Airbnb Regulation in Europe 2026: Where Licenses Still Work
Barcelona closed, Lisbon frozen, Athens capped — and short-term rentals in Europe still aren't dead. An overview.
EU regulation 2024/1028 has forced platforms to report booking data to authorities since 2026. The wild phase is over — which doesn't mean Airbnb investing is dead. It's just more transparent.
Spain
Barcelona is ending all tourist licenses by 2028. Madrid is tightening. Valencia has district-level quotas — buying with an existing license is an advantage.

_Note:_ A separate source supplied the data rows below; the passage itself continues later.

//! Domain types used throughout the pipeline.
//!
//! This module defines:
//!
//! - input observations (`Observation`)
//! - estimator output (`SurvivalCurve`, `CurvePoint`)
//! - run configuration and provenance (`KmConfig`, `DataSource`, `Notice`)

pub mod types;

pub use types::*;
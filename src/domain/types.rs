//! Shared domain types.
//!
//! These types are intentionally kept lightweight and serializable so they can be:
//!
//! - used in-memory during estimation
//! - exported to JSON/CSV
//! - reloaded later for plotting

use std::fmt;
use std::path::PathBuf;

use chrono::{DateTime, Utc};
use serde::{Deserialize, Serialize};

use crate::error::DataError;

/// One subject: time under observation and whether the event was seen.
#[derive(Debug, Clone, Copy, PartialEq, Serialize, Deserialize)]
pub struct Observation {
    /// Time from entry to event or censoring.
    pub duration: f64,
    /// `true` = event observed at `duration`, `false` = censored at `duration`.
    pub event_observed: bool,
}

impl Observation {
    pub fn new(duration: f64, event_observed: bool) -> Self {
        Self {
            duration,
            event_observed,
        }
    }

    pub fn event(duration: f64) -> Self {
        Self::new(duration, true)
    }

    pub fn censored(duration: f64) -> Self {
        Self::new(duration, false)
    }

    /// Durations must be finite and non-negative.
    pub fn validate(&self, index: usize) -> Result<(), DataError> {
        if !self.duration.is_finite() {
            return Err(DataError::invalid_observation(index, "duration is not finite"));
        }
        if self.duration < 0.0 {
            return Err(DataError::invalid_observation(
                index,
                format!("duration {} is negative", self.duration),
            ));
        }
        Ok(())
    }
}

/// One row of the product-limit table (one distinct event time).
#[derive(Debug, Clone, PartialEq, Serialize, Deserialize)]
pub struct CurvePoint {
    pub time: f64,
    /// Cumulative survival probability; holds on `[time, next time)`.
    pub survival: f64,
    /// Subjects with `duration >= time`.
    pub at_risk: usize,
    /// Events at exactly `time`.
    pub events: usize,
    /// Censorings at exactly `time`.
    pub censored: usize,
    /// Greenwood standard error of `survival`.
    pub std_err: f64,
    /// 95% pointwise limits (log(-log) transform).
    pub ci_lower: f64,
    pub ci_upper: f64,
}

/// Kaplan-Meier estimate: a right-continuous, non-increasing step function.
///
/// `points` only holds event times. Before the first one the survival
/// probability is 1.0.
#[derive(Debug, Clone, PartialEq, Serialize, Deserialize)]
pub struct SurvivalCurve {
    pub points: Vec<CurvePoint>,
    /// Durations of censored subjects (sorted, duplicates kept).
    pub censor_times: Vec<f64>,
    pub n_observations: usize,
    pub n_events: usize,
    pub n_censored: usize,
    /// Longest follow-up time in the dataset.
    pub max_duration: f64,
}

impl SurvivalCurve {
    /// Step-post lookup of `S(t)`.
    pub fn survival_at(&self, t: f64) -> f64 {
        let idx = self.points.partition_point(|p| p.time <= t);
        if idx == 0 {
            1.0
        } else {
            self.points[idx - 1].survival
        }
    }

    /// Smallest event time at which `S(t) <= 1 - p`.
    ///
    /// `None` when the curve never falls that far ("not reached").
    pub fn quantile(&self, p: f64) -> Option<f64> {
        if !(0.0..=1.0).contains(&p) {
            return None;
        }
        let level = 1.0 - p;
        self.points
            .iter()
            .find(|pt| pt.survival <= level + 1e-12)
            .map(|pt| pt.time)
    }

    pub fn median(&self) -> Option<f64> {
        self.quantile(0.5)
    }

    /// True when no event time produced a drop (e.g. censoring-only data).
    pub fn is_flat(&self) -> bool {
        self.points.iter().all(|p| p.survival >= 1.0)
    }

    /// Last event time, if any event was observed.
    pub fn last_event_time(&self) -> Option<f64> {
        self.points.last().map(|p| p.time)
    }
}

/// Where the observations of a run came from.
#[derive(Debug, Clone, PartialEq, Eq, Serialize, Deserialize)]
#[serde(rename_all = "lowercase", tag = "kind")]
pub enum DataSource {
    Uploaded { path: PathBuf },
    Reference,
}

impl fmt::Display for DataSource {
    fn fmt(&self, f: &mut fmt::Formatter<'_>) -> fmt::Result {
        match self {
            DataSource::Uploaded { path } => write!(f, "uploaded ({})", path.display()),
            DataSource::Reference => write!(f, "built-in reference dataset"),
        }
    }
}

#[derive(Debug, Clone, Copy, PartialEq, Eq)]
pub enum NoticeLevel {
    Success,
    Warning,
}

/// A user-visible message about how the dataset was resolved.
#[derive(Debug, Clone, PartialEq, Eq)]
pub struct Notice {
    pub level: NoticeLevel,
    pub message: String,
}

impl Notice {
    pub fn success(message: impl Into<String>) -> Self {
        Self {
            level: NoticeLevel::Success,
            message: message.into(),
        }
    }

    pub fn warning(message: impl Into<String>) -> Self {
        Self {
            level: NoticeLevel::Warning,
            message: message.into(),
        }
    }

    pub fn is_warning(&self) -> bool {
        self.level == NoticeLevel::Warning
    }
}

/// A full run's configuration as understood by the pipeline.
///
/// This is derived from CLI flags (plus defaults).
#[derive(Debug, Clone)]
pub struct KmConfig {
    /// `None` means "use the reference dataset".
    pub input: Option<PathBuf>,
    pub plot: bool,
    pub plot_width: usize,
    pub plot_height: usize,
    /// Draw `+` at censoring times.
    pub censor_marks: bool,
    /// Raw rows shown in the data preview.
    pub preview_rows: usize,
    pub export_table: Option<PathBuf>,
    pub export_curve: Option<PathBuf>,
}

impl Default for KmConfig {
    fn default() -> Self {
        Self {
            input: None,
            plot: true,
            plot_width: 100,
            plot_height: 25,
            censor_marks: false,
            preview_rows: 10,
            export_table: None,
            export_curve: None,
        }
    }
}

/// A saved curve file (JSON).
#[derive(Debug, Clone, Serialize, Deserialize)]
pub struct CurveFile {
    pub tool: String,
    pub generated_at: DateTime<Utc>,
    pub source: DataSource,
    pub curve: SurvivalCurve,
}
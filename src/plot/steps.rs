//! Rendering data for a Kaplan-Meier chart.
//!
//! The curve is drawn "steps-post": the value recorded at `t_i` holds on
//! `[t_i, t_{i+1})`. We expand it into explicit polyline vertices so any line
//! renderer (ASCII grid, Plotters) draws the same shape.

use crate::domain::SurvivalCurve;

/// Headroom applied to both axes.
pub const AXIS_PAD: f64 = 1.05;

/// Everything a chart needs, computed outside the render call.
#[derive(Debug, Clone, PartialEq)]
pub struct StepPlot {
    /// Polyline vertices starting at `(0, 1.0)`.
    pub vertices: Vec<(f64, f64)>,
    /// `(time, S(time))` for each censored subject.
    pub censor_marks: Vec<(f64, f64)>,
    pub x_bounds: [f64; 2],
    pub y_bounds: [f64; 2],
}

pub fn step_plot(curve: &SurvivalCurve) -> StepPlot {
    let mut vertices = Vec::with_capacity(curve.points.len() * 2 + 2);
    vertices.push((0.0, 1.0));

    let mut prev = 1.0;
    for p in &curve.points {
        vertices.push((p.time, prev));
        vertices.push((p.time, p.survival));
        prev = p.survival;
    }

    // A flat curve has no event times; run it out to the longest follow-up.
    if curve.points.is_empty() && curve.max_duration > 0.0 {
        vertices.push((curve.max_duration, 1.0));
    }

    let x_extent = curve.last_event_time().unwrap_or(curve.max_duration);
    let x_max = if x_extent.is_finite() && x_extent > 0.0 {
        x_extent * AXIS_PAD
    } else {
        AXIS_PAD
    };

    // Follow-up past the axis end has no place on the chart.
    let censor_marks = curve
        .censor_times
        .iter()
        .filter(|&&t| t <= x_max)
        .map(|&t| (t, curve.survival_at(t)))
        .collect();

    StepPlot {
        vertices,
        censor_marks,
        x_bounds: [0.0, x_max],
        y_bounds: [0.0, AXIS_PAD],
    }
}
//! Request audit entries.

use chrono::{DateTime, Utc};
use serde::{Deserialize, Serialize};
use serde_json::Value;
use uuid::Uuid;

/// Outcome recorded for an invocation.
#[derive(Debug, Clone, Copy, PartialEq, Eq, Serialize, Deserialize)]
#[serde(rename_all = "lowercase")]
pub enum AuditResult {
    Success,
    Error,
}

/// One routed invocation. Parameters are already redacted.
#[derive(Debug, Clone, PartialEq, Serialize, Deserialize)]
#[serde(rename_all = "camelCase")]
pub struct AuditEntry {
    pub id: Uuid,
    pub timestamp: DateTime<Utc>,
    pub request_type: String,
    pub client_id: String,
    #[serde(default, skip_serializing_if = "Option::is_none")]
    pub server_id: Option<String>,
    #[serde(default, skip_serializing_if = "Option::is_none")]
    pub server_name: Option<String>,
    /// Tool, prompt or resource URI the client addressed.
    #[serde(default, skip_serializing_if = "Option::is_none")]
    pub target: Option<String>,
    pub params: Value,
    pub result: AuditResult,
    pub duration_ms: u64,
    #[serde(default, skip_serializing_if = "Option::is_none")]
    pub error_message: Option<String>,
}
//! Shared fixtures for router tests.
//!
//! Backends are in-process doubles; no process is ever spawned.

#![allow(dead_code)]

use std::sync::Arc;

use async_trait::async_trait;
use axum::Router;
use axum::body::Body;
use axum::http::{Request, StatusCode};
use http_body_util::BodyExt;
use serde_json::{Value, json};
use tower::ServiceExt;

use conflux_axum::{AppState, CorsConfig, GatewayDeps, SeedFile, assemble, create_router};
use conflux_core::ports::{BackendConnection, BackendError, ConnectionFactory};
use conflux_core::{
    BackendServer, PromptRecord, ResourceRecord, ResourceTemplateRecord, ToolRecord,
};
use conflux_store::{MemoryAuditSink, MemoryStore};

/// Every backend exposes `<name>_echo`, a `greet` prompt and one readable
/// resource at `file:///readme`.
pub struct StaticBackend {
    name: String,
}

#[async_trait]
impl BackendConnection for StaticBackend {
    async fn list_tools(&self) -> Result<Vec<ToolRecord>, BackendError> {
        Ok(vec![ToolRecord::new(
            format!("{}_echo", self.name),
            "Echo the arguments",
        )])
    }

    async fn list_resources(&self) -> Result<Vec<ResourceRecord>, BackendError> {
        Ok(vec![ResourceRecord::new("file:///readme", "readme")])
    }

    async fn list_resource_templates(
        &self,
    ) -> Result<Vec<ResourceTemplateRecord>, BackendError> {
        Ok(Vec::new())
    }

    async fn list_prompts(&self) -> Result<Vec<PromptRecord>, BackendError> {
        Ok(vec![PromptRecord::new("greet")])
    }

    async fn call_tool(&self, name: &str, arguments: Value) -> Result<Value, BackendError> {
        Ok(json!({
            "content": [{ "type": "text", "text": format!("{}:{name}", self.name) }],
            "echo": arguments,
        }))
    }

    async fn read_resource(&self, uri: &str) -> Result<Value, BackendError> {
        if uri == "file:///readme" {
            Ok(json!({ "contents": [{ "uri": uri, "text": format!("readme of {}", self.name) }] }))
        } else {
            Err(BackendError::new(-32002, format!("Resource not found: {uri}")))
        }
    }

    async fn get_prompt(&self, name: &str, _arguments: Value) -> Result<Value, BackendError> {
        Ok(json!({ "messages": [{ "role": "user", "content": { "type": "text", "text": name } }] }))
    }

    async fn close(&self) {}
}

pub struct StaticFactory;

#[async_trait]
impl ConnectionFactory for StaticFactory {
    async fn connect(
        &self,
        server: &BackendServer,
    ) -> Result<Arc<dyn BackendConnection>, BackendError> {
        Ok(Arc::new(StaticBackend {
            name: server.name.clone(),
        }))
    }
}

/// An auto-started stdio backend config served by [`StaticFactory`].
pub fn backend(id: &str, name: &str) -> BackendServer {
    let mut server = BackendServer::new_stdio(id, name, "unused", Vec::new());
    server.auto_start = true;
    server
}

pub async fn test_app(seed: SeedFile) -> (Router, AppState) {
    let ctx = assemble(GatewayDeps {
        config: seed.gateway,
        store: Arc::new(MemoryStore::from_seed(seed.store)),
        audit: Arc::new(MemoryAuditSink::new(100)),
        factory: Arc::new(StaticFactory),
    })
    .await
    .unwrap();
    let state: AppState = Arc::new(ctx);
    (create_router(state.clone(), &CorsConfig::AllowAll), state)
}

/// Send one request and decode the body as JSON (`Null` when empty).
pub async fn send(
    app: &Router,
    method: &str,
    uri: &str,
    token: Option<&str>,
    body: Option<Value>,
) -> (StatusCode, Value) {
    let mut builder = Request::builder().method(method).uri(uri);
    if let Some(token) = token {
        builder = builder.header("authorization", format!("Bearer {token}"));
    }
    let body = match body {
        Some(body) => {
            builder = builder.header("content-type", "application/json");
            Body::from(body.to_string())
        }
        None => Body::empty(),
    };

    let response = app
        .clone()
        .oneshot(builder.body(body).unwrap())
        .await
        .unwrap();
    let status = response.status();
    let bytes = response.into_body().collect().await.unwrap().to_bytes();
    let json = if bytes.is_empty() {
        Value::Null
    } else {
        serde_json::from_slice(&bytes).unwrap_or_else(|_| {
            Value::String(String::from_utf8_lossy(&bytes).into_owned())
        })
    };
    (status, json)
}

/// POST a JSON-RPC request to `/mcp`.
pub async fn rpc(
    app: &Router,
    token: Option<&str>,
    id: i64,
    method: &str,
    params: Value,
) -> (StatusCode, Value) {
    send(
        app,
        "POST",
        "/mcp",
        token,
        Some(json!({ "jsonrpc": "2.0", "id": id, "method": method, "params": params })),
    )
    .await
}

Málaga is still open but likely to follow in 2026/27.
Portugal
Lisbon and Porto have frozen new permits in most districts. Existing AL licenses ("Alojamento Local") are tradeable and gaining value. The Algarve stays open.
Greece
2026: a three-property cap for individuals + license requirement in several Athens districts. Crete and the islands remain relaxed — but anyone past three properties is treated as a business.
Italy
Apulia stays simple with CIN registration. Florence and Venice are heavily restricted. Rome: a two-property cap per person is planned.
Our rule of thumb
Only buy in markets where the rules are clearly defined, documented and stable for the next 3+ years. We check this per property with local lawyers and update our regional traffic light quarterly.